Buongiorno, da circa 1 anno e mezzo a cicli di mesi soffro di acufeni , orecchio pieno, e sensazione

Buongiorno, da circa 1 anno e mezzo a cicli di mesi soffro di acufeni , orecchio pieno, e sensazione di instabilità e stordimento h 24. Non avendo avuto vomito e crisi rotatorie i medici sostengono che non si tratta di meniere. Prima di questi sintomi ero un emicranica, da quando sono comparse le "vertigini-instabilità" l'emicrania sembra essere sparita. Un bravo otorino ha ipotizzato emicrania vestibolare, ho provato diuretici, vertiserc ma non accade nulla. Dopodichè mi ha prescritto Fluxarten ...l'ho assunto per 3 giorni e sembrava mi avesse fatto scomparire i sintomi il problema è che mi sono accorta che contiene lattosio e io sono fortemente intollerante. Chiedo se qualcuno conosce una formulazione senza lattosio similare, non sono riuscita a trovarla, si passerebbe alla cinarrizina ma non è la stessa cosa. Inoltre se qualcuno è esperto di meniere e instabilità chiedo di scrivere un commento per un eventuale visita grazie. Ho effettuato risonanza con contrasto e tac + visita neurologica.

1 risposta


Cara paziente, la vertigine emicranica o emicrania vestibolare (EV) è una patologia relativamente frequente e trattabile.

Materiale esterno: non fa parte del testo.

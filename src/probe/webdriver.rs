//! Minimal W3C WebDriver client, speaking JSON over HTTP to a chromedriver.

use std::time::Duration;

use base64::Engine as _;
use base64::engine::general_purpose::STANDARD;
use log::debug;
use reqwest::Client;
use serde_json::Value;
use serde_json::json;

use crate::probe::error::WebDriverError;

/// Key under which the W3C protocol nests element ids.
const ELEMENT_KEY: &str = "element-6066-11e4-a52e-4f735466cecf";

/// Must outlive both the page-load timeout and any delayed driver response.
const HTTP_TIMEOUT: Duration = Duration::from_secs(120);

/// A live browser session. Discarded with [`WebDriverClient::delete_session`].
#[derive(Debug, Clone)]
pub struct Session {
    pub id: String,
}

#[derive(Debug, Clone)]
pub struct ElementHandle {
    id: String,
}

pub struct WebDriverClient {
    client: Client,
    base_url: String,
}

impl WebDriverClient {
    pub fn new(base_url: &str) -> Self {
        let client = Client::builder()
            .timeout(HTTP_TIMEOUT)
            .build()
            .expect("Failed to create client");

        Self {
            client,
            base_url: base_url.trim_end_matches('/').to_string(),
        }
    }

    /// Opens a fresh headless Chrome session with no shared cookies or cache.
    ///
    /// Prompts are left open (`unhandledPromptBehavior: ignore`) so the caller
    /// decides when to accept the booking widget's entry alert.
    pub async fn new_session(&self) -> Result<Session, WebDriverError> {
        let payload = json!({
            "capabilities": {
                "alwaysMatch": {
                    "browserName": "chrome",
                    "unhandledPromptBehavior": "ignore",
                    "goog:chromeOptions": {
                        "args": [
                            "--headless=new",
                            "--no-sandbox",
                            "--disable-gpu",
                            "--window-size=1280,960"
                        ]
                    }
                }
            }
        });

        let value = self.post("/session", &payload).await?;
        let id = value["sessionId"]
            .as_str()
            .ok_or_else(|| WebDriverError::MissingField {
                field: "sessionId".to_string(),
            })?
            .to_string();

        debug!("Opened WebDriver session {id}");
        Ok(Session { id })
    }

    pub async fn delete_session(&self, session: &Session) -> Result<(), WebDriverError> {
        self.delete(&format!("/session/{}", session.id)).await?;
        debug!("Closed WebDriver session {}", session.id);
        Ok(())
    }

    pub async fn set_timeouts(
        &self,
        session: &Session,
        page_load: Duration,
    ) -> Result<(), WebDriverError> {
        let payload = json!({
            "pageLoad": page_load.as_millis() as u64,
            "implicit": 0,
        });
        self.post(&format!("/session/{}/timeouts", session.id), &payload)
            .await?;
        Ok(())
    }

    pub async fn navigate(&self, session: &Session, url: &str) -> Result<(), WebDriverError> {
        self.post(&format!("/session/{}/url", session.id), &json!({ "url": url }))
            .await?;
        Ok(())
    }

    pub async fn current_url(&self, session: &Session) -> Result<String, WebDriverError> {
        let value = self.get(&format!("/session/{}/url", session.id)).await?;
        value
            .as_str()
            .map(str::to_string)
            .ok_or_else(|| WebDriverError::MissingField {
                field: "url".to_string(),
            })
    }

    /// Accepts the open modal alert. Returns `false` when no alert is present.
    pub async fn accept_alert(&self, session: &Session) -> Result<bool, WebDriverError> {
        let path = format!("/session/{}/alert/accept", session.id);
        match self.post(&path, &json!({})).await {
            Ok(_) => Ok(true),
            Err(WebDriverError::Api { error, .. }) if error == "no such alert" => Ok(false),
            Err(e) => Err(e),
        }
    }

    /// Finds the first element matching `selector`. Returns `None` when absent.
    ///
    /// `using` is a W3C location strategy, e.g. `css selector` or `xpath`.
    pub async fn find(
        &self,
        session: &Session,
        using: &str,
        selector: &str,
    ) -> Result<Option<ElementHandle>, WebDriverError> {
        let path = format!("/session/{}/element", session.id);
        let payload = json!({ "using": using, "value": selector });

        match self.post(&path, &payload).await {
            Ok(value) => {
                let id = value[ELEMENT_KEY]
                    .as_str()
                    .ok_or_else(|| WebDriverError::MissingField {
                        field: ELEMENT_KEY.to_string(),
                    })?
                    .to_string();
                Ok(Some(ElementHandle { id }))
            }
            Err(WebDriverError::Api { error, .. }) if error == "no such element" => Ok(None),
            Err(e) => Err(e),
        }
    }

    pub async fn click(
        &self,
        session: &Session,
        element: &ElementHandle,
    ) -> Result<(), WebDriverError> {
        let path = format!("/session/{}/element/{}/click", session.id, element.id);
        self.post(&path, &json!({})).await?;
        Ok(())
    }

    pub async fn text(
        &self,
        session: &Session,
        element: &ElementHandle,
    ) -> Result<String, WebDriverError> {
        let path = format!("/session/{}/element/{}/text", session.id, element.id);
        let value = self.get(&path).await?;
        value
            .as_str()
            .map(str::to_string)
            .ok_or_else(|| WebDriverError::MissingField {
                field: "text".to_string(),
            })
    }

    /// Captures the viewport as PNG bytes.
    pub async fn screenshot(&self, session: &Session) -> Result<Vec<u8>, WebDriverError> {
        let value = self
            .get(&format!("/session/{}/screenshot", session.id))
            .await?;
        let encoded = value.as_str().ok_or_else(|| WebDriverError::MissingField {
            field: "screenshot".to_string(),
        })?;
        Ok(STANDARD.decode(encoded)?)
    }

    async fn post(&self, path: &str, payload: &Value) -> Result<Value, WebDriverError> {
        debug!("WebDriver POST {path}");
        let response = self
            .client
            .post(format!("{}{path}", self.base_url))
            .json(payload)
            .send()
            .await?;
        Self::into_value(response).await
    }

    async fn get(&self, path: &str) -> Result<Value, WebDriverError> {
        debug!("WebDriver GET {path}");
        let response = self
            .client
            .get(format!("{}{path}", self.base_url))
            .send()
            .await?;
        Self::into_value(response).await
    }

    async fn delete(&self, path: &str) -> Result<Value, WebDriverError> {
        debug!("WebDriver DELETE {path}");
        let response = self
            .client
            .delete(format!("{}{path}", self.base_url))
            .send()
            .await?;
        Self::into_value(response).await
    }

    /// Unwraps the protocol envelope, turning error bodies into [`WebDriverError::Api`].
    async fn into_value(response: reqwest::Response) -> Result<Value, WebDriverError> {
        let status = response.status();
        let body = response.text().await?;
        let mut parsed: Value = serde_json::from_str(&body)?;
        let value = parsed["value"].take();

        if !status.is_success() {
            let error = value["error"]
                .as_str()
                .unwrap_or("unknown error")
                .to_string();
            let message = value["message"].as_str().unwrap_or_default().to_string();
            return Err(WebDriverError::Api { error, message });
        }

        Ok(value)
    }
}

Secondo i criteri internazionali della società Barany, la EV è una specifica sottotipologia di emicrania caratterizzata da episodi ricorrenti che soddisfano i seguenti criteri: (A) Almeno cinque episodi che coinvolgono (B) una storia di emicrania con o senza aura basata sulla Classificazione Internazionale delle Cefalee, insieme a (C) sintomi vestibolari da moderati a gravi che durano da 5 minuti a 72 ore, tra cui attacchi spontanei di vertigine, vertigine posizionale scatenata dalla posizione della testa, vertigine indotta da stimoli visivi e vertigine provocata dal movimento della testa. Inoltre, (D) almeno il 50% degli episodi deve essere accompagnato da almeno una caratteristica tipica dell'emicrania come emicrania pulsante, fonofobia o fotofobia. Infine, (E) la diagnosi non deve essere meglio spiegata da un altro disturbo cefalalgico o da una condizione vestibolare. Come per le emicranie, esiste la possibilità di una terapia acuta, una terapia profilattica (come quella che le è stata consigliata, per la quale purtroppo non conosco formulazioni senza lattosio) ed anche una terapia fisica-riabilitativa. La collaborazione professionista-paziente è, come sempre, fondamentale. Spero di esserle stato d'aiuto e le faccio i miei migliori auguri.